A lot of the songs in my head are literal — i.e., they seem to be triggered by a word or set of words that I heard on the radio (in a speech or report from the street), or on television.  Or they may be literal in terms of objects recently observed:  cars, flowers, little boxes, little boxes.  A lot of them are love songs because I love somebody.  Or it can be a song about what the day literally represents in time.  “You Must Remember Spring” might be in my head on the first day of it, for example, embarrassingly.   The only annoying fact that a lovely habit of song in the head can carry inside its secret is trying to figure out how a song I hate or never even think of ever got in there.  Of course, it’s the over-saturation of that song, the stubbornness of a way too familiar chord progression; the playing on the radio, etc., etc., that forces some sort of sound mirror to capture the bad song and sing it back to me inside.  But that bad song only reminds me that I’m a consumer when — in terms of music, anyway — I want to think of myself as a connoisseur.

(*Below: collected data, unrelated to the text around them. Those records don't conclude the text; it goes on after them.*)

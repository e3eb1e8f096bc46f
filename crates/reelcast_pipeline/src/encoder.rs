//! `ffmpeg`/`ffprobe` encoder.

use async_trait::async_trait;
use reelcast_config::MediaConfig;
use reelcast_error::{MediaError, MediaErrorKind, ReelcastResult};
use reelcast_interface::{EncodeJob, FrameSpec, MediaEncoder, VideoProbe};
use serde::Deserialize;
use std::ffi::OsString;
use std::path::{Path, PathBuf};
use std::time::Duration;
use tokio::process::Command;
use tracing::{debug, instrument};

/// Volume of the music track relative to narration.
const MUSIC_VOLUME: &str = "0.25";

/// Top-level ffprobe JSON output (`-print_format json -show_format -show_streams`).
#[derive(Debug, Deserialize)]
struct FfprobeOutput {
    #[serde(default)]
    streams: Vec<FfprobeStream>,
    #[serde(default)]
    format: Option<FfprobeFormat>,
}

#[derive(Debug, Deserialize)]
struct FfprobeStream {
    codec_type: Option<String>,
    width: Option<u32>,
    height: Option<u32>,
}

#[derive(Debug, Deserialize)]
struct FfprobeFormat {
    duration: Option<String>,
}

/// Runs the external `ffmpeg` and `ffprobe` binaries.
#[derive(Debug, Clone)]
pub struct FfmpegEncoder {
    ffmpeg: PathBuf,
    ffprobe: PathBuf,
    ffmpeg_timeout: Duration,
    ffprobe_timeout: Duration,
}

impl FfmpegEncoder {
    /// Create an encoder from media settings.
    pub fn new(config: &MediaConfig) -> Self {
        Self {
            ffmpeg: config.ffmpeg_path.clone(),
            ffprobe: config.ffprobe_path.clone(),
            ffmpeg_timeout: Duration::from_secs(config.ffmpeg_timeout_secs),
            ffprobe_timeout: Duration::from_secs(config.ffprobe_timeout_secs),
        }
    }

    async fn run(&self, program: &Path, args: Vec<OsString>, timeout: Duration) -> Result<Vec<u8>, MediaError> {
        debug!(program = %program.display(), ?args, "Running encoder");
        let output = tokio::time::timeout(
            timeout,
            Command::new(program).args(&args).kill_on_drop(true).output(),
        )
        .await
        .map_err(|_| {
            MediaError::new(MediaErrorKind::Timeout(format!(
                "{} timed out after {}s",
                program.display(),
                timeout.as_secs()
            )))
        })?
        .map_err(|e| {
            if e.kind() == std::io::ErrorKind::NotFound {
                MediaError::new(MediaErrorKind::ToolNotFound(format!(
                    "{} (install ffmpeg and add it to PATH)",
                    program.display()
                )))
            } else {
                MediaError::new(MediaErrorKind::Io(format!("{}: {}", program.display(), e)))
            }
        })?;

        if !output.status.success() {
            let stderr = String::from_utf8_lossy(&output.stderr);
            let tail: String = stderr
                .lines()
                .rev()
                .take(5)
                .collect::<Vec<_>>()
                .into_iter()
                .rev()
                .collect::<Vec<_>>()
                .join(" | ");
            return Err(MediaError::new(MediaErrorKind::Encoding(format!(
                "{} exited with {:?}: {}",
                program.display(),
                output.status.code(),
                tail
            ))));
        }
        Ok(output.stdout)
    }
}

/// `scale` + `pad` filter fitting any input into `frame`.
pub(crate) fn fit_filter(frame: FrameSpec) -> String {
    let FrameSpec { width: w, height: h } = frame;
    format!(
        "scale={w}:{h}:force_original_aspect_ratio=decrease,pad={w}:{h}:(ow-iw)/2:(oh-ih)/2,setsar=1"
    )
}

fn os(s: impl Into<OsString>) -> OsString {
    s.into()
}

/// ffmpeg arguments for a job. Concat list files must already exist.
pub(crate) fn ffmpeg_args(job: &EncodeJob, concat_list: Option<&Path>) -> Vec<OsString> {
    let mut args = vec![os("-y"), os("-hide_banner"), os("-loglevel"), os("error")];
    match job {
        EncodeJob::Finalize {
            input,
            output,
            frame,
            rescale,
            keep_audio,
            music,
        } => {
            args.extend([os("-i"), input.as_os_str().to_owned()]);
            if let Some(music) = music {
                args.extend([os("-stream_loop"), os("-1"), os("-i"), music.as_os_str().to_owned()]);
            }
            let video = if *rescale {
                format!("[0:v]{}[v]", fit_filter(*frame))
            } else {
                "[0:v]null[v]".to_string()
            };
            let audio = match (music.is_some(), *keep_audio) {
                (true, true) => Some(format!(
                    "[1:a]volume={MUSIC_VOLUME}[m];[0:a][m]amix=inputs=2:duration=first:dropout_transition=0[a]"
                )),
                (true, false) => Some(format!("[1:a]volume={MUSIC_VOLUME}[a]")),
                (false, _) => None,
            };
            let graph = match &audio {
                Some(audio) => format!("{};{}", video, audio),
                None => video,
            };
            args.extend([os("-filter_complex"), os(graph), os("-map"), os("[v]")]);
            match (&audio, *keep_audio) {
                (Some(_), _) => args.extend([os("-map"), os("[a]")]),
                (None, true) => args.extend([os("-map"), os("0:a?")]),
                (None, false) => {}
            }
            args.extend([
                os("-c:v"),
                os("libx264"),
                os("-pix_fmt"),
                os("yuv420p"),
                os("-c:a"),
                os("aac"),
                os("-shortest"),
                os("-movflags"),
                os("+faststart"),
                output.as_os_str().to_owned(),
            ]);
        }
        EncodeJob::Reencode {
            input,
            output,
            frame,
            max_secs,
        } => {
            args.extend([
                os("-i"),
                input.as_os_str().to_owned(),
                os("-t"),
                os(max_secs.to_string()),
                os("-vf"),
                os(fit_filter(*frame)),
                os("-c:v"),
                os("libx264"),
                os("-pix_fmt"),
                os("yuv420p"),
                os("-c:a"),
                os("aac"),
                os("-movflags"),
                os("+faststart"),
                output.as_os_str().to_owned(),
            ]);
        }
        EncodeJob::Slideshow { output, frame, .. } => {
            if let Some(list) = concat_list {
                args.extend([
                    os("-f"),
                    os("concat"),
                    os("-safe"),
                    os("0"),
                    os("-i"),
                    list.as_os_str().to_owned(),
                ]);
            }
            args.extend([
                os("-vf"),
                os(fit_filter(*frame)),
                os("-c:v"),
                os("libx264"),
                os("-pix_fmt"),
                os("yuv420p"),
                os("-r"),
                os("30"),
                output.as_os_str().to_owned(),
            ]);
        }
        EncodeJob::LoopImage {
            image,
            output,
            frame,
            secs,
        } => {
            args.extend([
                os("-loop"),
                os("1"),
                os("-i"),
                image.as_os_str().to_owned(),
                os("-t"),
                os(secs.to_string()),
                os("-vf"),
                os(fit_filter(*frame)),
                os("-c:v"),
                os("libx264"),
                os("-pix_fmt"),
                os("yuv420p"),
                os("-r"),
                os("30"),
                output.as_os_str().to_owned(),
            ]);
        }
    }
    args
}

/// ffmpeg concat demuxer list showing each image for `secs_per_image`.
pub(crate) fn concat_list(images: &[PathBuf], secs_per_image: u32) -> String {
    let quote = |p: &Path| p.display().to_string().replace('\'', "'\\''");
    let mut lines = Vec::with_capacity(images.len() * 2 + 1);
    for image in images {
        lines.push(format!("file '{}'", quote(image)));
        lines.push(format!("duration {}", secs_per_image));
    }
    // The last image must be listed twice for its duration to apply.
    if let Some(last) = images.last() {
        lines.push(format!("file '{}'", quote(last)));
    }
    lines.join("\n")
}

#[async_trait]
impl MediaEncoder for FfmpegEncoder {
    #[instrument(skip(self), fields(path = %path.display()))]
    async fn probe(&self, path: &Path) -> ReelcastResult<VideoProbe> {
        let args = vec![
            os("-v"),
            os("quiet"),
            os("-print_format"),
            os("json"),
            os("-show_format"),
            os("-show_streams"),
            path.as_os_str().to_owned(),
        ];
        let stdout = self.run(&self.ffprobe, args, self.ffprobe_timeout).await?;
        let parsed: FfprobeOutput = serde_json::from_slice(&stdout).map_err(|e| {
            MediaError::new(MediaErrorKind::CorruptPayload(format!(
                "unreadable ffprobe output for {}: {}",
                path.display(),
                e
            )))
        })?;

        let video = parsed
            .streams
            .iter()
            .find(|s| s.codec_type.as_deref() == Some("video"))
            .ok_or_else(|| {
                MediaError::new(MediaErrorKind::CorruptPayload(format!(
                    "{} has no video stream",
                    path.display()
                )))
            })?;
        let (Some(width), Some(height)) = (video.width, video.height) else {
            return Err(MediaError::new(MediaErrorKind::CorruptPayload(format!(
                "{} has no frame size",
                path.display()
            )))
            .into());
        };

        Ok(VideoProbe {
            width,
            height,
            has_audio: parsed
                .streams
                .iter()
                .any(|s| s.codec_type.as_deref() == Some("audio")),
            duration_secs: parsed
                .format
                .and_then(|f| f.duration)
                .and_then(|d| d.parse().ok()),
        })
    }

    #[instrument(skip(self, job), fields(output = %job.output().display()))]
    async fn encode(&self, job: &EncodeJob) -> ReelcastResult<()> {
        let list_path = match job {
            EncodeJob::Slideshow {
                images,
                output,
                secs_per_image,
                ..
            } => {
                if images.is_empty() {
                    return Err(MediaError::new(MediaErrorKind::Asset(
                        "slideshow needs at least one image".to_string(),
                    ))
                    .into());
                }
                let list = output.with_extension("concat.txt");
                tokio::fs::write(&list, concat_list(images, *secs_per_image))
                    .await
                    .map_err(|e| {
                        MediaError::new(MediaErrorKind::Io(format!("{}: {}", list.display(), e)))
                    })?;
                Some(list)
            }
            _ => None,
        };

        let result = self
            .run(
                &self.ffmpeg,
                ffmpeg_args(job, list_path.as_deref()),
                self.ffmpeg_timeout,
            )
            .await;
        if let Some(list) = list_path {
            let _ = tokio::fs::remove_file(list).await;
        }
        result?;

        match tokio::fs::metadata(job.output()).await {
            Ok(meta) if meta.len() > 0 => Ok(()),
            _ => Err(MediaError::new(MediaErrorKind::Encoding(format!(
                "no output written to {}",
                job.output().display()
            )))
            .into()),
        }
    }

    async fn is_available(&self) -> bool {
        let ffmpeg = Command::new(&self.ffmpeg).arg("-version").output().await;
        let ffprobe = Command::new(&self.ffprobe).arg("-version").output().await;
        matches!((ffmpeg, ffprobe), (Ok(a), Ok(b)) if a.status.success() && b.status.success())
    }
}

#[cfg(test)]
mod tests {
    use super::*;

    fn frame() -> FrameSpec {
        FrameSpec {
            width: 1080,
            height: 1920,
        }
    }

    fn joined(args: &[OsString]) -> String {
        args.iter()
            .map(|a| a.to_string_lossy().to_string())
            .collect::<Vec<_>>()
            .join(" ")
    }

    #[test]
    fn finalize_mixes_music_under_narration() {
        let job = EncodeJob::Finalize {
            input: PathBuf::from("in.mp4"),
            output: PathBuf::from("out.mp4"),
            frame: frame(),
            rescale: true,
            keep_audio: true,
            music: Some(PathBuf::from("pop.mp3")),
        };
        let args = joined(&ffmpeg_args(&job, None));
        assert!(args.contains("-stream_loop -1 -i pop.mp3"));
        assert!(args.contains("amix=inputs=2"));
        assert!(args.contains("scale=1080:1920"));
        assert!(args.ends_with("out.mp4"));
    }

    #[test]
    fn finalize_without_music_keeps_source_audio() {
        let job = EncodeJob::Finalize {
            input: PathBuf::from("in.mp4"),
            output: PathBuf::from("out.mp4"),
            frame: frame(),
            rescale: true,
            keep_audio: true,
            music: None,
        };
        let args = joined(&ffmpeg_args(&job, None));
        assert!(!args.contains("amix"));
        assert!(args.contains("-map 0:a?"));
    }

    #[test]
    fn concat_list_repeats_last_image() {
        let list = concat_list(
            &[PathBuf::from("/a/1.png"), PathBuf::from("/a/2.png")],
            3,
        );
        assert_eq!(
            list,
            "file '/a/1.png'\nduration 3\nfile '/a/2.png'\nduration 3\nfile '/a/2.png'"
        );
    }
}
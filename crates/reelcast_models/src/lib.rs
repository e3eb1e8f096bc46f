//! xAI clients for the Reelcast content pipeline.
//!
//! [`XaiClient`] implements [`reelcast_interface::TextGenerator`] over the
//! chat completions endpoint with ordered model fallback.
//! [`ImagineClient`] implements [`reelcast_interface::MediaGenerator`] over
//! the Imagine video and image endpoints.
//!
//! Both clients put an explicit timeout on every request and retry transient
//! failures (408, 429, 5xx) with exponential backoff when the configured retry
//! budget is non-zero.

#![forbid(unsafe_code)]
#![warn(missing_docs)]

mod imagine;
mod retry;
mod xai;

pub use imagine::ImagineClient;
pub use retry::with_retries;
pub use xai::{ChatCompletionRequest, ChatCompletionResponse, Choice, ChoiceMessage, Message, XaiClient};
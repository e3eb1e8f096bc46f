//! Shared state handed to every handler.

use crate::JobTable;
use reelcast_pipeline::BatchOrchestrator;
use reelcast_publish::Publisher;
use reelcast_storage::DraftStore;
use std::sync::Arc;

/// Handles the review service needs; cheap to clone.
#[derive(Clone)]
pub struct ApiState {
    orchestrator: Arc<BatchOrchestrator>,
    publisher: Arc<Publisher>,
    jobs: JobTable,
}

impl ApiState {
    /// Create state with an empty job table.
    pub fn new(orchestrator: Arc<BatchOrchestrator>, publisher: Arc<Publisher>) -> Self {
        Self {
            orchestrator,
            publisher,
            jobs: JobTable::new(),
        }
    }

    /// Draft store shared with the orchestrator.
    pub fn store(&self) -> &Arc<DraftStore> {
        self.orchestrator.store()
    }

    /// Batch orchestrator.
    pub fn orchestrator(&self) -> &Arc<BatchOrchestrator> {
        &self.orchestrator
    }

    /// Publisher.
    pub fn publisher(&self) -> &Arc<Publisher> {
        &self.publisher
    }

    /// Generation jobs.
    pub fn jobs(&self) -> &JobTable {
        &self.jobs
    }
}
use crate::late::dto::{PostCreated, PresignBody, error_message};
use async_trait::async_trait;
use bytes::Bytes;
use reelcast_config::{HttpConfig, PublishConfig};
use reelcast_error::{HttpError, PublishError, PublishErrorKind, ReelcastResult};
use reelcast_interface::{PostReceipt, PostRequest, PresignedUpload, PublishingApi};
use reelcast_models::with_retries;
use serde::de::DeserializeOwned;
use std::time::Duration;
use tracing::{debug, instrument};

/// Client for the Late publishing API.
#[derive(Debug, Clone)]
pub struct LateClient {
    config: PublishConfig,
    http: HttpConfig,
    api_key: String,
    client: reqwest::Client,
}

impl LateClient {
    /// Create a client.
    #[instrument(skip(api_key, config, http), fields(base_url = %config.base_url))]
    pub fn new(
        api_key: impl Into<String>,
        config: PublishConfig,
        http: HttpConfig,
    ) -> ReelcastResult<Self> {
        debug!("Creating Late client");
        let client = reqwest::Client::builder()
            .build()
            .map_err(|e| HttpError::new("Late", e.to_string()))?;
        Ok(Self {
            config,
            http,
            api_key: api_key.into(),
            client,
        })
    }

    fn url(&self, path: &str) -> String {
        format!("{}/{}", self.config.base_url.trim_end_matches('/'), path)
    }

    fn request_timeout(&self) -> Duration {
        Duration::from_secs(self.config.request_timeout_secs)
    }

    async fn check(response: reqwest::Response) -> Result<reqwest::Response, PublishError> {
        let status = response.status();
        if status.is_success() {
            return Ok(response);
        }
        let body = response.text().await.unwrap_or_default();
        Err(PublishError::new(PublishErrorKind::Rejected {
            status_code: status.as_u16(),
            message: error_message(&body),
        }))
    }

    async fn read_json<T: DeserializeOwned>(response: reqwest::Response) -> Result<T, PublishError> {
        let response = Self::check(response).await?;
        response.json::<T>().await.map_err(|e| {
            PublishError::new(PublishErrorKind::InvalidResponse(e.to_string()))
        })
    }
}

fn transport_error(e: reqwest::Error) -> PublishError {
    PublishError::new(PublishErrorKind::Transport(e.to_string()))
}

#[async_trait]
impl PublishingApi for LateClient {
    #[instrument(skip(self))]
    async fn presign(&self, filename: &str, content_type: &str) -> ReelcastResult<PresignedUpload> {
        let url = self.url("media/presign");
        let url = url.as_str();
        let body = PresignBody {
            filename,
            content_type,
        };
        let body = &body;
        let timeout = self.request_timeout();

        let upload: PresignedUpload = with_retries(&self.http, "presign", move || async move {
            let response = self
                .client
                .post(url)
                .bearer_auth(&self.api_key)
                .timeout(timeout)
                .json(body)
                .send()
                .await
                .map_err(transport_error)?;
            Self::read_json(response).await
        })
        .await?;

        if upload.upload_url.is_empty() || upload.public_url.is_empty() {
            return Err(PublishError::new(PublishErrorKind::InvalidResponse(
                "presign response lacks uploadUrl or publicUrl".to_string(),
            ))
            .into());
        }
        Ok(upload)
    }

    #[instrument(skip(self, upload_url, body), fields(size = body.len()))]
    async fn upload(&self, upload_url: &str, content_type: &str, body: Bytes) -> ReelcastResult<()> {
        let timeout = Duration::from_secs(self.config.upload_timeout_secs);
        let body = &body;

        with_retries(&self.http, "upload", move || async move {
            let response = self
                .client
                .put(upload_url)
                .header(reqwest::header::CONTENT_TYPE, content_type)
                .timeout(timeout)
                .body(body.clone())
                .send()
                .await
                .map_err(transport_error)?;
            Self::check(response).await.map(|_| ())
        })
        .await?;
        debug!("Media uploaded");
        Ok(())
    }

    #[instrument(skip(self, post), fields(targets = post.platforms.len()))]
    async fn create_post(&self, post: &PostRequest) -> ReelcastResult<PostReceipt> {
        let url = self.url("posts");
        let url = url.as_str();
        let timeout = self.request_timeout();

        // Not retried: the post may exist even when the call fails.
        let response = self
            .client
            .post(url)
            .bearer_auth(&self.api_key)
            .timeout(timeout)
            .json(post)
            .send()
            .await
            .map_err(transport_error)?;
        let created: PostCreated = Self::read_json(response).await?;

        if let (None, Some(error)) = (&created.post, &created.error) {
            return Err(PublishError::new(PublishErrorKind::InvalidResponse(error.to_string())).into());
        }
        let post_id = created.post_id();
        debug!(?post_id, "Post created");
        Ok(PostReceipt { post_id })
    }
}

And there is no music more fitting for a connoisseur than the music that Stephen Sondheim writes.  His theater music (notice, please, I dodged show tunes) has been in my head on more mornings in my life than any other music.  Of course, I’m a complete and overly ambitious advocate of his work, but there is something else, too, that I can’t put my finger on, that must be part of the reason “Every Day A Little Death” or “Pretty Women” or “Sooner or Later” gets broadcast to my brain at least once or twice a month.  I don’t have a life that is in any way like the lives (desperate, many of them) Sondheim writes about.  But the music — the way the music sounds — the syntax of the music — feels as though it recognizes something in my body and comes looking for it.

And here I am, in my being.  It’s morning.

Of thee, I sing.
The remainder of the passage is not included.